By Alex Missen
(10/20)
Dear Diary,
I thought Mikey had just wet the top bunk again since there was a big stain I saw from underneath, but no, that was just his blood because he got decapitated. Sleepaway camp is rough, man. I went out to show camp counselor Jackie, who’s really cute for a girl I guess, but when I came back the body and the bloodstains were gone and she looked at me like I was seven (I’m 8 and 3 quarters now) and said it was just a nightmare. I think her boyfriend told her to say that because he’s scared of me stealing her love because I told him one time I smoked one of dad’s cigarettes for a bet and I didn’t even cough once. (I saw him smoke once too but it didn’t smell like tobacco smoke — very strange. Also his eyes were red so he must have been crying like a little clown baby boy lol.)
(10/28)
Dear Diary,
The old man who runs the fishing lodge is being weird again. He looked right at me and said “the moon is in alignment with the land of the dead; now the seal is released and ‘IT’ is left to wander in search for souls” but seals live in the water so I don’t know what he’s talking about. Also Grant, the kid with the 3DS (I think his parents are poor because I have a Switch hahaha) went canoeing in the lake and some hands came out of the water and pulled him in. If he doesn’t come out of the water soon he’ll probably drown; it’s been 2 hours already.
(10/31)
Dear Diary,
I took a big fat Juul rip while the counselors took us hiking. Just as I was building up the cloud, the wind suddenly picked up and engulfed everyone for a sold 20 seconds in a blueberry-blast smelling mist. Definitely the proudest moment of my life. Anyways when the cloud lifted, three of the other campers were found impaled across several tree branches several few feet off the ground. I guess “I told you so” would’ve be a good thing to say then since I’ve known some people have been dying here for a while now, but come to think of it I haven’t actually told anyone. Oops. Regardless, the hiking trip ended because a 10% casualty rate before even leaving the parking lot is pretty high. Jackie’s loser bf was crying the whole walk back to the lodges cus I think one of them was his little sister; Jackie hugged him so she probably won’t be leaving him for some time out of pity — a shame.
Dear Diary,
Same day, and they made us take down the Halloween decorations because “it’s in bad taste” due to the murders. I guess all the spooky skeletons and ghosts lose their appeal in the context of several actual murders having happened in the immediate vicinity. The cops are meant to arrive here by midnight, and until then, we’ve been given orders to corral ourselves in the main dining hall lodge, but the counselors there probably won’t let me bring my Switch (again, “in bad taste”: I suppose they want us to look all sad when the reporters inevitably arrive) so I’m gonna go to the lakefront tonight alone and focus my attention exclusively on my gaming, making sure to ignore any outside sounds or noises that may distract me.

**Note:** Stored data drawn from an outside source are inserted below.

//! Logging types and configuration.

use serde::{Deserialize, Serialize};

use crate::config::LoggingSettings;

/// Log level for filtering messages.
#[derive(Debug, Clone, Copy, PartialEq, Eq, PartialOrd, Ord, Default, Serialize, Deserialize)]
pub enum LogLevel {
    /// Trace-level debugging (very verbose).
    Trace,
    /// Debug information.
    Debug,
    /// General information.
    #[default]
    Info,
    /// Warnings.
    Warn,
    /// Errors.
    Error,
}

impl LogLevel {
    /// Convert to tracing level.
    pub fn to_tracing_level(&self) -> tracing::Level {
        match self {
            LogLevel::Trace => tracing::Level::TRACE,
            LogLevel::Debug => tracing::Level::DEBUG,
            LogLevel::Info => tracing::Level::INFO,
            LogLevel::Warn => tracing::Level::WARN,
            LogLevel::Error => tracing::Level::ERROR,
        }
    }

    /// Filter directive understood by `EnvFilter`.
    pub fn as_filter_str(&self) -> &'static str {
        match self {
            LogLevel::Trace => "trace",
            LogLevel::Debug => "debug",
            LogLevel::Info => "info",
            LogLevel::Warn => "warn",
            LogLevel::Error => "error",
        }
    }
}

/// Configuration for logging behavior.
#[derive(Debug, Clone)]
pub struct LogConfig {
    /// Minimum log level to output.
    pub level: LogLevel,
    /// Use compact mode (filter progress, show tail on error).
    pub compact: bool,
    /// Progress update step percentage (only log progress at these intervals).
    pub progress_step: u32,
    /// Number of lines to show on error (tail).
    pub error_tail: usize,
    /// Show timestamps in log output.
    pub show_timestamps: bool,
    /// Forward every line to `tracing` as well.
    pub mirror_to_tracing: bool,
}

impl Default for LogConfig {
    fn default() -> Self {
        Self {
            level: LogLevel::Info,
            compact: true,
            progress_step: 20,
            error_tail: 20,
            show_timestamps: true,
            mirror_to_tracing: true,
        }
    }
}

impl LogConfig {
    /// Create a debug configuration (verbose, no compact).
    pub fn debug() -> Self {
        Self {
            level: LogLevel::Debug,
            compact: false,
            progress_step: 10,
            error_tail: 50,
            ..Self::default()
        }
    }
}

impl From<&LoggingSettings> for LogConfig {
    fn from(settings: &LoggingSettings) -> Self {
        Self {
            level: settings.level,
            compact: settings.compact,
            progress_step: settings.progress_step.max(1),
            error_tail: settings.error_tail as usize,
            ..Self::default()
        }
    }
}

/// Callback receiving each formatted log line.
pub type LogCallback = Box<dyn Fn(&str) + Send + Sync>;

/// Message prefix types for consistent formatting.
#[derive(Debug, Clone, Copy, PartialEq, Eq)]
pub enum MessagePrefix {
    /// Shell command: `$ command`
    Command,
    /// Phase marker: `=== Phase ===`
    Phase,
    /// Section marker: `--- Section ---`
    Section,
    /// Success: `[SUCCESS]`
    Success,
    /// Warning: `[WARNING]`
    Warning,
    /// Error: `[ERROR]`
    Error,
    /// No prefix
    None,
}

impl MessagePrefix {
    /// Format a message with this prefix.
    pub fn format(&self, message: &str) -> String {
        match self {
            MessagePrefix::Command => format!("$ {}", message),
            MessagePrefix::Phase => format!("=== {} ===", message),
            MessagePrefix::Section => format!("--- {} ---", message),
            MessagePrefix::Success => format!("[SUCCESS] {}", message),
            MessagePrefix::Warning => format!("[WARNING] {}", message),
            MessagePrefix::Error => format!("[ERROR] {}", message),
            MessagePrefix::None => message.to_string(),
        }
    }
}

#[cfg(test)]
mod tests {
    use super::*;

    #[test]
    fn prefixes_format() {
        assert_eq!(
            MessagePrefix::Section.format("Calculating Global Shift"),
            "--- Calculating Global Shift ---"
        );
        assert_eq!(MessagePrefix::Phase.format("Analysis"), "=== Analysis ===");
        assert_eq!(MessagePrefix::None.format("plain"), "plain");
    }

    #[test]
    fn log_config_from_settings() {
        let mut settings = LoggingSettings::default();
        settings.progress_step = 0;
        settings.error_tail = 7;
        let config = LogConfig::from(&settings);
        assert_eq!(config.progress_step, 1);
        assert_eq!(config.error_tail, 7);
    }
}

See you then.
Dear Diary,
Ok so the craziest thing just happened to me! I found a plaque on site explaining how this camp was built on the site of a mass burial of ancient shamans, AND an ancient battlefield AND the preferred killing site of a serial killer AND an old Blockbusters that got demolished in 2010 — I guess the land must’ve been cheap. And as I was reading this, a man emerged from the water and told me that he was the dread-spirit of revenge incarnated in corporeal form and that he was here to kill all who treaded on his place of rest. He smelled like the kitchen at Red Lobster, probably because he’d been living underwater for so long, but I didn’t tell him that. I calmly explained that I was just here because my parents caught me dressing our cat in my sister’s skirt and they thought this camp would “straighten me out,” and that I really didn’t want to be here, and the entity nodded understandably. See, people tend to think I’m stupid but I’m probably the first person in history to be on friendly terms with an angered spirit. It asked where all my friends were hiding, and I told it that they weren’t my friends, and so it rephrased the question as where those “foolish mortal children who have not yet known true horror till this night of terror which shall fall upon them — their lives are mine, their souls sundered, their lives brought to ashen ruin” so I said the main dining hall lodge so it could practice it’s stupid poetry somewhere else. (Typical liberals, trying to flex their literature degrees on anyone who will listen.) Anyways, I think my Switch is charged up fully now (it summoned a portable charger and cable out of thin air, so that’s nice) so I’ll see you when it’s bright enough to write again.
(11/1)
Dear Diary,
As it turns out, that entity I spoke to last night must have been the specific evil dark force which caused all those murders after all. I was just willing to give it the benefit of the doubt and assume it was a different one, but I guess no good deed goes unpunished. I say this because everyone died. When people started showing up to the camp they were acting all crazy and emotional and sad, but I grew up in the rough part of DC (Georgetown), where you see dead bodies every single day, so it really didn’t faze me. I suppose the police have no choice now — I’m going home!!!
Until next time,
Alex Missen
P.S. if anyone finds this, hmu on insta and tell me my diary was good.